Why ISWS Registrations Are Not Accepted Everywhere

Time to read

3–4 minutes

Many people assume that once a country recognizes Silken Windhounds, ISWS (International Silken Windhound Society) registrations will automatically be accepted.
In reality, the situation is often more complicated.

Even if a country eventually recognizes the Silken Windhound, this does not necessarily mean that all existing dogs can be registered there.

Whether ISWS-registered dogs are accepted depends entirely on how national kennel clubs choose to handle newly recognized breeds.

Let’s take Australia as an example.

Silken Windhounds are not recognized in Australia.
The breed is not currently present in Australia.
Several hundred Australians have expressed interest in acquiring Silken Windhounds.

As the situation stands now, they are reluctant to spend the exorbitant sums necessary for an import simply because they fear that such a dog will forever remain outside the system in Australia, even if the breed eventually becomes recognized.

Let’s look at how this could happen.

It is actually quite simple.

The Australian kennel club, Dogs Australia (formerly known as the Australian National Kennel Council, ANKC), is a member of FCI.

FCI has one very basic rule: one country – one kennel club.

And the only kennel club in the USA that FCI recognizes is AKC.

Not UKC, and certainly no breed clubs such as ISWS.

When it comes to accepting dogs from a newly recognized breed — for example if Silken Windhounds were to be recognized by AKC — it is then up to each national kennel club to decide what to do with dogs that already existed in the country prior to that event.

It is entirely possible that Australia (or any other country within the FCI sphere) might choose the route where only dogs with “acceptable papers” can be registered.

That would mean either AKC registrations, or — if the breed were ever to become fully FCI-recognized — registration papers issued by a national kennel club associated with FCI.

Most kennel clubs have some kind of grace period when a new breed is accepted under these conditions. Dogs that lack “proper papers” must then appear in front of special judges and are evaluated against the breed standard. The judges then decide whether the dog meets the breed standard.

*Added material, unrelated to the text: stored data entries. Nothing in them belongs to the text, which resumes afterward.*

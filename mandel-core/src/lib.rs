//! Library code for the Mandelbrot viewer.
//!
//! This crate holds everything the rendering backends share:
//! the screen-to-plane transform, the view state that derives it,
//! the escape-time kernel, the colour policies, and the framebuffer.

pub mod colour;
pub mod framebuffer;
pub mod mandelbrot;
mod numeric;
pub mod transform;
pub mod view;

pub use framebuffer::Framebuffer;
pub use numeric::{Complex, KernelNumber};
pub use transform::AffineTransform;
pub use view::ViewParameters;

/// A pair of integer (width, height) dimensions, in pixels.
#[derive(Copy, Clone, Debug, PartialEq, Eq)]
pub struct Size {
    pub width: usize,
    pub height: usize,
}

impl Size {
    /// Number of pixels covered by this size.
    pub fn pixels(&self) -> usize {
        self.width * self.height
    }

    /// Length of an RGBA buffer of this size, or `None` if it overflows `usize`.
    pub fn byte_len(&self) -> Option<usize> {
        self.width
            .checked_mul(self.height)?
            .checked_mul(framebuffer::BYTES_PER_PIXEL)
    }
}

/// Errors that can occur while preparing or executing a render.
#[derive(Clone, Debug, PartialEq)]
pub enum Error {
    InvalidArgument(String),
    Internal(String),
}

impl std::fmt::Display for Error {
    fn fmt(&self, f: &mut std::fmt::Formatter<'_>) -> std::fmt::Result {
        match self {
            Error::InvalidArgument(msg) => write!(f, "invalid argument: {}", msg),
            Error::Internal(msg) => write!(f, "internal error: {}", msg),
        }
    }
}

impl std::error::Error for Error {}

/// Elapsed-time telemetry for one draw call.
#[derive(Copy, Clone, Debug, PartialEq)]
pub struct RenderResult {
    pub elapsed_ms: f64,
}

impl RenderResult {
    pub fn since(start: std::time::Instant) -> Self {
        RenderResult {
            elapsed_ms: start.elapsed().as_secs_f64() * 1000.0,
        }
    }
}
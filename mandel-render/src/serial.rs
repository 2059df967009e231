use std::ops::Range;
use std::time::Instant;

use mandel_core::{
    colour, framebuffer::BYTES_PER_PIXEL, mandelbrot, AffineTransform, Error, Framebuffer,
    RenderResult, Size, ViewParameters,
};

use crate::Renderer;

/// Reference backend: every pixel, row-major, on the calling thread.
pub struct SerialRenderer {
    framebuffer: Framebuffer,
}

impl SerialRenderer {
    pub fn new() -> Self {
        SerialRenderer {
            framebuffer: Framebuffer::new(Size {
                width: 0,
                height: 0,
            }),
        }
    }
}

impl Default for SerialRenderer {
    fn default() -> Self {
        Self::new()
    }
}

impl Renderer for SerialRenderer {
    fn name(&self) -> &'static str {
        "serial"
    }

    fn draw(&mut self, params: &ViewParameters) -> Result<RenderResult, Error> {
        params.validate()?;
        let span = tracing::info_span!("draw", backend = self.name());
        let _guard = span.enter();

        let start = Instant::now();
        let size = params.size();
        let mut frame = Framebuffer::new(size);
        fill_rows(
            &params.transform(),
            size.width,
            0..size.height,
            params.iteration_limit(),
            frame.rows_mut(0..size.height),
        );
        self.framebuffer = frame;
        let result = RenderResult::since(start);

        tracing::debug!(elapsed_ms = result.elapsed_ms, "serial draw complete");
        Ok(result)
    }

    fn framebuffer(&self) -> &Framebuffer {
        &self.framebuffer
    }
}

/// Computes palette-banded pixels for `rows` of a canvas `width` pixels wide.
///
/// `out` covers exactly those rows, row-major, starting at the first pixel of `rows.start`.
/// Shared by the serial backend and the parallel strip workers, so both produce the same bytes.
pub(crate) fn fill_rows(
    transform: &AffineTransform,
    width: usize,
    rows: Range<usize>,
    iteration_limit: u32,
    out: &mut [u8],
) {
    debug_assert_eq!(out.len(), width * rows.len() * BYTES_PER_PIXEL);
    let row_bytes = width * BYTES_PER_PIXEL;
    for (y, row) in rows.zip(out.chunks_exact_mut(row_bytes)) {
        for (x, px) in row.chunks_exact_mut(BYTES_PER_PIXEL).enumerate() {
            let c = transform.apply(x as f64, y as f64);
            let escape = mandelbrot::iterations_to_escape(c, iteration_limit);
            px.copy_from_slice(&colour::palette_pixel(escape));
        }
    }
}
use std::ops::{Add, Mul, Sub};

/// A floating-point type complex arithmetic can run in.
///
/// The CPU backends work in `f64`; the shader backend works in `f32`,
/// the precision a fragment shader offers.
pub trait KernelNumber:
    Copy
    + Add<Self, Output = Self>
    + Sub<Self, Output = Self>
    + Mul<Self, Output = Self>
    + PartialOrd<Self>
    + std::fmt::Debug
    + Send
    + Sync
{
    // Provides this type's representation of two.
    fn two() -> Self;
}

impl KernelNumber for f32 {
    fn two() -> Self {
        2f32
    }
}

impl KernelNumber for f64 {
    fn two() -> Self {
        2f64
    }
}

/// Complex number implementation.
/// Only used as a coordinate pair; the hot loops work on the components directly.
#[derive(Copy, Clone, Debug, PartialEq)]
pub struct Complex<N = f64> {
    pub re: N,
    pub im: N,
}

impl<N> Complex<N> {
    pub const fn new(re: N, im: N) -> Self {
        Complex { re, im }
    }
}

impl<N: KernelNumber> Complex<N> {
    /// Squares the given number.
    pub fn square(&self) -> Self {
        // (a+bi)^2 = (a^2-b^2) + 2abi
        let re = self.re * self.re - self.im * self.im;
        let im = N::two() * self.re * self.im;
        Self { re, im }
    }

    /// Squared magnitude, |z|^2.
    pub fn norm_sqr(&self) -> N {
        self.re * self.re + self.im * self.im
    }
}

impl<N> Add<Complex<N>> for Complex<N>
where
    N: Add<N, Output = N>,
{
    type Output = Complex<N>;

    fn add(self, rhs: Complex<N>) -> Self {
        Self {
            re: self.re + rhs.re,
            im: self.im + rhs.im,
        }
    }
}

impl<N> From<(N, N)> for Complex<N> {
    fn from((re, im): (N, N)) -> Self {
        Complex { re, im }
    }
}

impl<N: std::fmt::Display> std::fmt::Display for Complex<N> {
    fn fmt(&self, f: &mut std::fmt::Formatter<'_>) -> std::fmt::Result {
        write!(f, "{} + {}i", self.re, self.im)
    }
}
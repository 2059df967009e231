//! Mutable view state over the complex plane.

use std::f64::consts::TAU;

use crate::{AffineTransform, Complex, Error, Size};

/// Factor applied to the scale by one zoom step.
pub const ZOOM_FACTOR: f64 = 1.25;
/// Angle, in radians, turned by one rotation step.
pub const ROTATION_STEP: f64 = 1.0 / 16.0;
/// Change in iteration depth for one increase/decrease step.
pub const ITERATION_STEP: i32 = 100;
/// Fraction of the scale moved by one scroll step.
pub const SCROLL_FRACTION: f64 = 0.25;
/// Longest canvas edge, in pixels, a view may ask for.
pub const MAX_EDGE: usize = 1 << 15;

/// What part of the complex plane is visible, and how deeply it is iterated.
///
/// Every mutator recomputes the cached screen-to-plane transform before it returns,
/// so [`ViewParameters::transform`] is always consistent with the fields.
/// Screen pixel (0, 0) is the top-left corner; the centre maps to the middle of the canvas.
#[derive(Clone, Debug, PartialEq)]
pub struct ViewParameters {
    iteration_depth: i32,
    scale: f64,
    theta: f64,
    centre: Complex,
    size: Size,
    transform: AffineTransform,
}

impl Default for ViewParameters {
    fn default() -> Self {
        ViewParameters::new(
            1000,
            4.0,
            0.0,
            Complex::new(0.0, 0.0),
            Size {
                width: 640,
                height: 480,
            },
        )
    }
}

impl ViewParameters {
    pub fn new(iteration_depth: i32, scale: f64, theta: f64, centre: Complex, size: Size) -> Self {
        let mut params = ViewParameters {
            iteration_depth,
            scale,
            theta,
            centre,
            size,
            transform: AffineTransform::IDENTITY,
        };
        params.recompute();
        params
    }

    /// Checks the preconditions every renderer relies on.
    pub fn validate(&self) -> Result<(), Error> {
        if self.iteration_depth < 1 {
            return Err(Error::InvalidArgument(format!(
                "iteration depth must be at least 1, got {}",
                self.iteration_depth
            )));
        }
        if !self.scale.is_finite() || self.scale <= 0.0 {
            return Err(Error::InvalidArgument(format!(
                "scale must be finite and positive, got {}",
                self.scale
            )));
        }
        if self.size.width == 0 || self.size.height == 0 {
            return Err(Error::InvalidArgument(format!(
                "canvas must be non-empty, got {}x{}",
                self.size.width, self.size.height
            )));
        }
        if self.size.width > MAX_EDGE || self.size.height > MAX_EDGE {
            return Err(Error::InvalidArgument(format!(
                "canvas {}x{} exceeds {} pixels on a side",
                self.size.width, self.size.height, MAX_EDGE
            )));
        }
        if self.size.byte_len().is_none() {
            return Err(Error::InvalidArgument(format!(
                "canvas {}x{} does not fit in memory",
                self.size.width, self.size.height
            )));
        }
        Ok(())
    }

    pub fn iteration_depth(&self) -> i32 {
        self.iteration_depth
    }

    /// The iteration depth as a loop bound; zero for the (invalid) non-positive depths.
    pub fn iteration_limit(&self) -> u32 {
        self.iteration_depth.max(0) as u32
    }

    pub fn scale(&self) -> f64 {
        self.scale
    }

    pub fn theta(&self) -> f64 {
        self.theta
    }

    pub fn centre(&self) -> Complex {
        self.centre
    }

    pub fn size(&self) -> Size {
        self.size
    }

    /// The screen-to-plane transform for the current view.
    pub fn transform(&self) -> AffineTransform {
        self.transform
    }

    /// The plane coordinate under a screen pixel.
    pub fn screen_to_complex(&self, x: f64, y: f64) -> Complex {
        self.transform.apply(x, y)
    }

    pub fn set_iteration_depth(&mut self, depth: i32) {
        self.iteration_depth = depth;
        self.recompute();
    }

    pub fn set_scale(&mut self, scale: f64) {
        self.scale = scale;
        self.recompute();
    }

    /// Sets the rotation angle as given; only the rotate steps wrap it.
    pub fn set_theta(&mut self, theta: f64) {
        self.theta = theta;
        self.recompute();
    }

    pub fn set_centre(&mut self, centre: Complex) {
        self.centre = centre;
        self.recompute();
    }

    pub fn set_real(&mut self, re: f64) {
        self.centre.re = re;
        self.recompute();
    }

    pub fn set_imaginary(&mut self, im: f64) {
        self.centre.im = im;
        self.recompute();
    }

    pub fn set_size(&mut self, size: Size) {
        self.size = size;
        self.recompute();
    }

    pub fn zoom_in(&mut self) {
        self.scale /= ZOOM_FACTOR;
        self.recompute();
    }

    pub fn zoom_out(&mut self) {
        self.scale *= ZOOM_FACTOR;
        self.recompute();
    }

    /// Recentres on the point under the given pixel, then zooms in.
    pub fn zoom_in_to(&mut self, x: f64, y: f64) {
        self.centre = self.screen_to_complex(x, y);
        self.zoom_in();
    }

    /// Recentres on the point under the given pixel, then zooms out.
    pub fn zoom_out_to(&mut self, x: f64, y: f64) {
        self.centre = self.screen_to_complex(x, y);
        self.zoom_out();
    }

    pub fn rotate_left(&mut self) {
        self.theta = wrap_angle(self.theta - ROTATION_STEP);
        self.recompute();
    }

    pub fn rotate_right(&mut self) {
        self.theta = wrap_angle(self.theta + ROTATION_STEP);
        self.recompute();
    }

    pub fn scroll_left(&mut self) {
        self.scroll(-1.0, 0.0);
    }

    pub fn scroll_right(&mut self) {
        self.scroll(1.0, 0.0);
    }

    pub fn scroll_up(&mut self) {
        self.scroll(0.0, -1.0);
    }

    pub fn scroll_down(&mut self) {
        self.scroll(0.0, 1.0);
    }

    pub fn increase_iteration_depth(&mut self) {
        self.iteration_depth += ITERATION_STEP;
        self.recompute();
    }

    /// Lowers the depth by one step. There is no floor;
    /// [`ViewParameters::validate`] rejects depths below 1.
    pub fn decrease_iteration_depth(&mut self) {
        self.iteration_depth -= ITERATION_STEP;
        self.recompute();
    }

    /// Moves the centre by a quarter of the scale along the screen axes `(dx, dy)`,
    /// expressed in the rotated plane frame.
    fn scroll(&mut self, dx: f64, dy: f64) {
        let step = self.scale * SCROLL_FRACTION;
        // Screen axes as seen in the plane: the transform rotates by -theta.
        let axes = AffineTransform::rotation(-self.theta);
        self.centre.re += step * axes.apply_x(dx, dy);
        self.centre.im += step * axes.apply_y(dx, dy);
        self.recompute();
    }

    fn recompute(&mut self) {
        let width = self.size.width as f64;
        let height = self.size.height as f64;
        self.transform = AffineTransform::translation(self.centre.re, self.centre.im)
            * AffineTransform::scale(self.scale / width)
            * AffineTransform::rotation(-self.theta)
            * AffineTransform::translation(-width / 2.0, -height / 2.0);
    }
}

/// Wraps an angle into [0, 2π).
fn wrap_angle(theta: f64) -> f64 {
    let wrapped = theta.rem_euclid(TAU);
    if wrapped >= TAU {
        0.0
    } else {
        wrapped
    }
}
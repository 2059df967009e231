use std::time::Duration;

use criterion::{black_box, criterion_group, criterion_main, BenchmarkId, Criterion};
use mandel_core::{Complex, Size, ViewParameters};
use mandel_render::{ParallelRenderer, RenderMode, Renderer};

criterion_main!(benches);
criterion_group!(benches, bench_backends, bench_multithread);

fn view() -> ViewParameters {
    ViewParameters::new(
        256,
        3.0,
        0.0,
        Complex::new(-0.5, 0.0),
        Size {
            width: 320,
            height: 240,
        },
    )
}

/// Benchmark each backend on the same view.
pub fn bench_backends(c: &mut Criterion) {
    let mut group = c.benchmark_group("backends");
    let params = view();
    // Count pixels:
    group.throughput(criterion::Throughput::Elements(params.size().pixels() as u64));
    // Don't spend too long preparing:
    group.warm_up_time(Duration::from_secs(1));

    for mode in RenderMode::ALL {
        let mut renderer = mode.renderer().unwrap();
        group.bench_with_input(BenchmarkId::new("draw", mode), &params, |b, input| {
            b.iter(|| renderer.draw(black_box(input)).unwrap())
        });
    }
    group.finish();
}

/// Benchmark the parallel backend across worker counts.
pub fn bench_multithread(c: &mut Criterion) {
    let mut group = c.benchmark_group("multithreading-base");
    let params = view();
    group.throughput(criterion::Throughput::Elements(params.size().pixels() as u64));
    group.warm_up_time(Duration::from_secs(1));

    // Count up powers of two:
    let worker_range = (0..).map(|x| 1 << x).take_while({
        let x = num_cpus::get().next_power_of_two();
        move |y| (*y <= x)
    });
    for workers in worker_range {
        let mut renderer = ParallelRenderer::with_workers(workers).unwrap();
        group.bench_with_input(BenchmarkId::new("parallel", workers), &params, |b, input| {
            b.iter(|| renderer.draw(black_box(input)).unwrap())
        });
    }
    group.finish();
}
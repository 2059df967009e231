//! Affine transforms of the plane, as 2x3 homogeneous matrices.

use std::ops::Mul;

use crate::Complex;

/// An affine map of the plane:
///
/// ```text
/// x' = m11·x + m21·y + m31
/// y' = m12·x + m22·y + m32
/// ```
///
/// Transforms are plain values; every operation returns a new one.
/// Behaviour on non-finite coefficients is unspecified.
#[derive(Copy, Clone, Debug, PartialEq)]
pub struct AffineTransform {
    m11: f64,
    m21: f64,
    m31: f64,
    m12: f64,
    m22: f64,
    m32: f64,
}

impl AffineTransform {
    pub const IDENTITY: AffineTransform = AffineTransform {
        m11: 1.0,
        m21: 0.0,
        m31: 0.0,
        m12: 0.0,
        m22: 1.0,
        m32: 0.0,
    };

    /// Builds a transform from its coefficients, in `[m11, m21, m31, m12, m22, m32]` order.
    pub const fn from_coefficients(m: [f64; 6]) -> Self {
        AffineTransform {
            m11: m[0],
            m21: m[1],
            m31: m[2],
            m12: m[3],
            m22: m[4],
            m32: m[5],
        }
    }

    /// The coefficients, in `[m11, m21, m31, m12, m22, m32]` order.
    pub const fn coefficients(&self) -> [f64; 6] {
        [self.m11, self.m21, self.m31, self.m12, self.m22, self.m32]
    }

    pub const fn identity() -> Self {
        Self::IDENTITY
    }

    pub const fn translation(dx: f64, dy: f64) -> Self {
        Self::from_coefficients([1.0, 0.0, dx, 0.0, 1.0, dy])
    }

    /// Rotation about the origin; positive angles turn counter-clockwise.
    pub fn rotation(theta: f64) -> Self {
        let (sin, cos) = theta.sin_cos();
        Self::from_coefficients([cos, -sin, 0.0, sin, cos, 0.0])
    }

    /// Uniform scaling about the origin.
    pub const fn scale(factor: f64) -> Self {
        Self::from_coefficients([factor, 0.0, 0.0, 0.0, factor, 0.0])
    }

    /// Matrix product `self · other`: the result applies `other` first, then `self`.
    pub fn compose(&self, other: &AffineTransform) -> Self {
        let (a, b) = (self, other);
        AffineTransform {
            m11: a.m11 * b.m11 + a.m21 * b.m12,
            m21: a.m11 * b.m21 + a.m21 * b.m22,
            m31: a.m11 * b.m31 + a.m21 * b.m32 + a.m31,
            m12: a.m12 * b.m11 + a.m22 * b.m12,
            m22: a.m12 * b.m21 + a.m22 * b.m22,
            m32: a.m12 * b.m31 + a.m22 * b.m32 + a.m32,
        }
    }

    #[inline]
    pub fn apply_x(&self, x: f64, y: f64) -> f64 {
        self.m11 * x + self.m21 * y + self.m31
    }

    #[inline]
    pub fn apply_y(&self, x: f64, y: f64) -> f64 {
        self.m12 * x + self.m22 * y + self.m32
    }

    #[inline]
    pub fn apply(&self, x: f64, y: f64) -> Complex {
        Complex::new(self.apply_x(x, y), self.apply_y(x, y))
    }
}

impl Default for AffineTransform {
    fn default() -> Self {
        Self::IDENTITY
    }
}

impl Mul<AffineTransform> for AffineTransform {
    type Output = AffineTransform;

    fn mul(self, rhs: AffineTransform) -> AffineTransform {
        self.compose(&rhs)
    }
}

#[cfg(test)]
mod tests {
    use super::*;
    use std::f64::consts::PI;

    const TOLERANCE: f64 = 1e-9;

    fn assert_close(got: Complex, want: (f64, f64)) {
        assert!(
            (got.re - want.0).abs() < TOLERANCE && (got.im - want.1).abs() < TOLERANCE,
            "got {}, want {:?}",
            got,
            want
        );
    }

    #[test]
    fn identity_leaves_points_unchanged() {
        for (x, y) in [(1.0, 2.0), (-3.5, 0.0), (1e9, -1e-9), (0.0, 0.0)] {
            assert_eq!(AffineTransform::identity().apply_x(x, y), x);
            assert_eq!(AffineTransform::identity().apply_y(x, y), y);
        }
    }

    #[test]
    fn rotates_anticlockwise() {
        let quarter = AffineTransform::rotation(PI / 2.0);
        assert_close(quarter.apply(1.0, 2.0), (-2.0, 1.0));
    }

    #[test]
    fn rightmost_applies_first() {
        // Translate then scale: (1, 1) -> (3, 1) -> (6, 2).
        let t = AffineTransform::scale(2.0) * AffineTransform::translation(2.0, 0.0);
        assert_close(t.apply(1.0, 1.0), (6.0, 2.0));
        // Scale then translate: (1, 1) -> (2, 2) -> (4, 2).
        let t = AffineTransform::translation(2.0, 0.0) * AffineTransform::scale(2.0);
        assert_close(t.apply(1.0, 1.0), (4.0, 2.0));
    }

    #[test]
    fn composition_is_associative() {
        let a = AffineTransform::translation(0.25, -1.5);
        let b = AffineTransform::rotation(0.7);
        let c = AffineTransform::scale(3.0) * AffineTransform::translation(-320.0, -240.0);
        let left = (a * b) * c;
        let right = a * (b * c);
        for (x, y) in [(0.0, 0.0), (17.0, 301.0), (-4.0, 9.5), (639.0, 479.0)] {
            let l = left.apply(x, y);
            assert_close(right.apply(x, y), (l.re, l.im));
        }
    }

    #[test]
    fn composition_matches_sequential_application() {
        let a = AffineTransform::rotation(-1.0 / 16.0);
        let b = AffineTransform::translation(5.0, 7.0);
        let composed = a.compose(&b);
        let step = b.apply(2.0, 3.0);
        let sequential = a.apply(step.re, step.im);
        assert_close(composed.apply(2.0, 3.0), (sequential.re, sequential.im));
    }

    #[test]
    fn coefficients_round_trip() {
        let t = AffineTransform::rotation(0.3) * AffineTransform::translation(1.0, 2.0);
        assert_eq!(AffineTransform::from_coefficients(t.coefficients()), t);
    }
}
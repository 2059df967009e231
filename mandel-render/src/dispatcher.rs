//! Strip partitioning and the messages exchanged with parallel workers.
//!
//! A draw is split into one [`WorkUnit`] per worker, each a band of whole rows.
//! Units carry everything a worker needs by value, so no worker ever reads the live view.
//! A worker answers with a [`StripResult`] holding the pixels of its band only.

use mandel_core::{framebuffer::BYTES_PER_PIXEL, AffineTransform, Size, ViewParameters};
use num::Integer;

use crate::serial::fill_rows;

/// The request half of the worker protocol: one strip of one draw.
#[derive(Copy, Clone, Debug, PartialEq)]
pub struct WorkUnit {
    pub start_row: usize,
    /// Exclusive.
    pub end_row: usize,
    pub canvas_width: usize,
    pub iteration_limit: u32,
    /// Snapshot of the screen-to-plane transform at dispatch time.
    pub transform: AffineTransform,
}

/// The response half: RGBA pixels for rows `start_row..end_row`.
#[derive(Clone, Debug, PartialEq, Eq)]
pub struct StripResult {
    pub start_row: usize,
    pub end_row: usize,
    pub pixels: Vec<u8>,
}

impl WorkUnit {
    pub fn rows(&self) -> usize {
        self.end_row - self.start_row
    }

    /// Computes this strip into a private buffer.
    pub fn run(self) -> StripResult {
        let mut pixels = vec![0; self.canvas_width * self.rows() * BYTES_PER_PIXEL];
        fill_rows(
            &self.transform,
            self.canvas_width,
            self.start_row..self.end_row,
            self.iteration_limit,
            &mut pixels,
        );
        StripResult {
            start_row: self.start_row,
            end_row: self.end_row,
            pixels,
        }
    }
}

/// Splits the view's canvas into at most `workers` strips of `ceil(height / workers)` rows.
///
/// Workers whose strip would start below the canvas get no unit, so fewer than `workers`
/// units come back when the canvas is shorter than the worker count.
pub fn partition(params: &ViewParameters, workers: usize) -> Vec<WorkUnit> {
    let Size { width, height } = params.size();
    if workers == 0 || height == 0 {
        return Vec::new();
    }
    let strip_height = Integer::div_ceil(&height, &workers);
    let transform = params.transform();
    let iteration_limit = params.iteration_limit();

    let units: Vec<WorkUnit> = (0..workers)
        .map(|i| i * strip_height)
        .take_while(|start_row| *start_row < height)
        .map(|start_row| WorkUnit {
            start_row,
            end_row: std::cmp::min(start_row + strip_height, height),
            canvas_width: width,
            iteration_limit,
            transform,
        })
        .collect();
    if units.len() < workers {
        tracing::debug!(
            skipped = workers - units.len(),
            height,
            "canvas shorter than the worker pool"
        );
    }
    units
}

#[cfg(test)]
mod tests {
    use super::*;

    fn view(width: usize, height: usize) -> ViewParameters {
        let mut params = ViewParameters::default();
        params.set_size(Size { width, height });
        params
    }

    #[test]
    fn strips_cover_every_row_once() {
        for height in 1..=40 {
            for workers in 1..=9 {
                let units = partition(&view(5, height), workers);
                assert!(units.len() <= workers);
                let mut covered = vec![0u32; height];
                for unit in &units {
                    assert!(unit.start_row < unit.end_row);
                    for row in unit.start_row..unit.end_row {
                        covered[row] += 1;
                    }
                }
                assert!(
                    covered.iter().all(|n| *n == 1),
                    "height {} workers {}: {:?}",
                    height,
                    workers,
                    covered
                );
            }
        }
    }

    #[test]
    fn strips_are_in_row_order() {
        let units = partition(&view(10, 480), 8);
        assert_eq!(units.len(), 8);
        for pair in units.windows(2) {
            assert_eq!(pair[0].end_row, pair[1].start_row);
        }
        assert_eq!(units[0].rows(), 60);
    }

    #[test]
    fn short_canvas_skips_workers() {
        // ceil(3 / 8) = 1: three one-row strips, five idle workers.
        let units = partition(&view(10, 3), 8);
        assert_eq!(units.len(), 3);
        // ceil(10 / 4) = 3: strips of 3, 3, 3, 1.
        let units = partition(&view(10, 10), 4);
        let rows: Vec<usize> = units.iter().map(WorkUnit::rows).collect();
        assert_eq!(rows, vec![3, 3, 3, 1]);
        // ceil(9 / 6) = 2: the fifth strip would start at row 10, past the canvas.
        assert_eq!(partition(&view(10, 9), 6).len(), 5);
    }

    #[test]
    fn units_snapshot_the_view() {
        let mut params = view(8, 8);
        let units = partition(&params, 2);
        let snapshot = params.transform();
        params.zoom_in_to(1.0, 1.0);
        assert!(units.iter().all(|u| u.transform == snapshot));
        assert_ne!(params.transform(), snapshot);
    }

    #[test]
    fn strip_pixels_cover_their_rows() {
        let params = view(6, 7);
        let unit = partition(&params, 3)[1];
        let strip = unit.run();
        assert_eq!((strip.start_row, strip.end_row), (3, 6));
        assert_eq!(strip.pixels.len(), 6 * 3 * BYTES_PER_PIXEL);
    }
}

A dog that is found acceptable will then be registered, but usually in some kind of annex register to begin with.

Some countries (like mine, unfortunately) do not allow such dogs to keep their kennel names in the new registration. Nor will they receive any ancestry.

They may also be renamed by their owners to anything they like.

This means the dogs appear as “orphans” — no name that identifies their true identity and no ancestors, making them seem “unrelated” to all other dogs in the breed in that country.

That is, of course, a rather problematic system and shows a blatant disregard for things like inbreeding, COI, and the ability for breeders to make informed breeding decisions.

Some countries — though not many — allow these dogs to keep their full registered name (as recorded in, for instance, ISWS, International Silken Windhound Society) and also allow three generations of ancestry if they come from a registry that is considered reasonably trustworthy.

We have seen Silken Windhounds become orphans out in the world, as well as cases where they have been allowed to keep their names and pedigrees.

In some cases, dogs that were originally registered under established kennel names are recorded under entirely new names in the new registry. The original name — and with it the link to the breeder and the dog’s documented origin — disappears.

It is important to note that FCI itself does not set rules for this.
Each national kennel club decides for itself.

Australia could go either way.

They could ignore dogs without “proper papers” entirely.
They could let them in as orphans.
Or they could allow them in with their full name and ancestry.